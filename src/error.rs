use thiserror::Error;

#[derive(Error, Debug)]
pub enum OrchestratorError {
    #[error("Validation error: {0}")]
    Validation(String),

    #[error("Intent not selected: {0}")]
    IntentNotSelected(String),

    #[error("Scope violation: {0}")]
    ScopeViolation(String),

    #[error("Illegal transition: {0}")]
    Transition(String),

    #[error("Constraint violation: {0}")]
    Constraint(String),

    #[error("IO error: {0}")]
    Io(#[from] std::io::Error),

    #[error("JSON serialization error: {0}")]
    Json(#[from] serde_json::Error),

    #[error("YAML parsing error: {0}")]
    Yaml(#[from] serde_yaml_ng::Error),
}

pub type Result<T> = std::result::Result<T, OrchestratorError>;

• **What this task involves**
Reproduce the data exactly. All of it is needed.

• **Response below**
filename src/error.rs
use thiserror::Error;

#[derive(Error, Debug)]
pub enum OrchestratorError {
    #[error("Validation error: {0}")]
    Validation(String),

    #[error("Intent not selected: {0}")]
    IntentNotSelected(String),

    #[error("Scope violation: {0}")]
    ScopeViolation(String),

    #[error("Illegal transition: {0}")]
    Transition(String),

    #[error("Constraint violation: {0}")]
    Constraint(String),

    #[error("IO error: {0}")]
    Io(#[from] std::io::Error),

    #[error("JSON serialization error: {0}")]
    Json(#[from] serde_json::Error),

    #[error("YAML parsing error: {0}")]
    Yaml(#[from] serde_yaml_ng::Error),
}

pub type Result<T> = std::result::Result<T, OrchestratorError>;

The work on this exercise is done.